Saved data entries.
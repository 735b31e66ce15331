//! Commit records and the HEAD pointer.

use serde::{Deserialize, Serialize};

use crate::error::{Error, Result};
use crate::id::CommitId;

/// An immutable commit: one node of the snapshot graph.
///
/// The associated archive and snapshot-state blobs live beside the metadata
/// record, all named by the id.
#[derive(Debug, Clone, PartialEq)]
pub struct Commit {
    /// This commit's id.
    pub id: CommitId,
    /// Parent commit id; `None` only for root commits.
    pub parent: Option<CommitId>,
    /// Author-supplied message.
    pub msg: String,
    /// Creation time, fractional seconds since the Unix epoch.
    pub ts: f64,
}

/// On-disk form of a commit record; the id is the filename.
#[derive(Serialize, Deserialize)]
struct CommitRecord {
    parent: Option<CommitId>,
    msg: String,
    ts: f64,
}

impl Commit {
    /// Serialize to the newline-terminated JSON metadata record.
    pub fn encode(&self) -> Result<Vec<u8>> {
        let record = CommitRecord {
            parent: self.parent,
            msg: self.msg.clone(),
            ts: self.ts,
        };
        let mut bytes = serde_json::to_vec(&record)?;
        bytes.push(b'\n');
        Ok(bytes)
    }

    /// Deserialize a metadata record read from `commit-meta/<id>`.
    pub fn decode(id: CommitId, bytes: &[u8]) -> Result<Self> {
        let record: CommitRecord = serde_json::from_slice(bytes)?;
        Ok(Self {
            id,
            parent: record.parent,
            msg: record.msg,
            ts: record.ts,
        })
    }

    /// First line of the message, for one-row listings.
    pub fn summary(&self) -> &str {
        self.msg.lines().next().unwrap_or("")
    }
}

/// The current position of the working tree.
///
/// Attached HEAD names a branch; a freshly initialized store is attached to
/// `main` with no commit, which is the only way to have HEAD without a
/// commit. Detached HEAD names a commit directly.
#[derive(Debug, Clone, PartialEq, Eq)]
pub enum Head {
    Branch(String),
    Commit(CommitId),
}

impl Head {
    /// One-line on-disk form: `branch:<name>` or `commit:<id>`.
    pub fn encode(&self) -> String {
        match self {
            Head::Branch(name) => format!("branch:{name}\n"),
            Head::Commit(id) => format!("commit:{}\n", id.to_hex()),
        }
    }

    /// Parse the HEAD file contents.
    pub fn decode(raw: &str) -> Result<Self> {
        let malformed = || {
            Error::Io(std::io::Error::new(
                std::io::ErrorKind::InvalidData,
                format!("malformed HEAD file: {:?}", raw.trim_end()),
            ))
        };
        let line = raw.trim_end_matches('\n');
        let (kind, value) = line.split_once(':').ok_or_else(malformed)?;
        match kind {
            "branch" if !value.is_empty() => Ok(Head::Branch(value.to_string())),
            "commit" => CommitId::from_hex(value)
                .map(Head::Commit)
                .ok_or_else(malformed),
            _ => Err(malformed()),
        }
    }

    /// Branch name when attached.
    pub fn branch_name(&self) -> Option<&str> {
        match self {
            Head::Branch(name) => Some(name),
            Head::Commit(_) => None,
        }
    }
}

#[cfg(test)]
mod tests {
    use super::*;

    #[test]
    fn commit_record_roundtrip() -> Result<()> {
        let parent = CommitId::digest(None, "root", 1.0);
        let commit = Commit {
            id: CommitId::digest(Some(&parent), "second\nbody", 2.5),
            parent: Some(parent),
            msg: "second\nbody".to_string(),
            ts: 2.5,
        };
        let bytes = commit.encode()?;
        assert_eq!(*bytes.last().unwrap(), b'\n');
        let back = Commit::decode(commit.id, &bytes)?;
        assert_eq!(back, commit);
        assert_eq!(back.summary(), "second");
        Ok(())
    }

    #[test]
    fn root_commit_has_null_parent() -> Result<()> {
        let commit = Commit {
            id: CommitId::digest(None, "root", 1.0),
            parent: None,
            msg: "root".to_string(),
            ts: 1.0,
        };
        let bytes = commit.encode()?;
        assert!(std::str::from_utf8(&bytes).unwrap().contains("\"parent\":null"));
        Ok(())
    }

    #[test]
    fn head_roundtrip() -> Result<()> {
        let attached = Head::Branch("main".to_string());
        assert_eq!(Head::decode(&attached.encode())?, attached);

        let detached = Head::Commit(CommitId::digest(None, "x", 1.0));
        assert_eq!(Head::decode(&detached.encode())?, detached);
        Ok(())
    }

    #[test]
    fn head_rejects_garbage() {
        assert!(Head::decode("").is_err());
        assert!(Head::decode("branch:").is_err());
        assert!(Head::decode("commit:notahex").is_err());
        assert!(Head::decode("tag:v1").is_err());
    }
}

EXERCISE GOAL. Reproduce, exactly as they stand in the data above, the lines from the one that holds "let record = CommitRecord" to the one that holds "Deserialize a metadata", inclusive.

TASK SOLUTION.
        let record = CommitRecord {
            parent: self.parent,
            msg: self.msg.clone(),
            ts: self.ts,
        };
        let mut bytes = serde_json::to_vec(&record)?;
        bytes.push(b'\n');
        Ok(bytes)
    }

    /// Deserialize a metadata record read from `commit-meta/<id>`.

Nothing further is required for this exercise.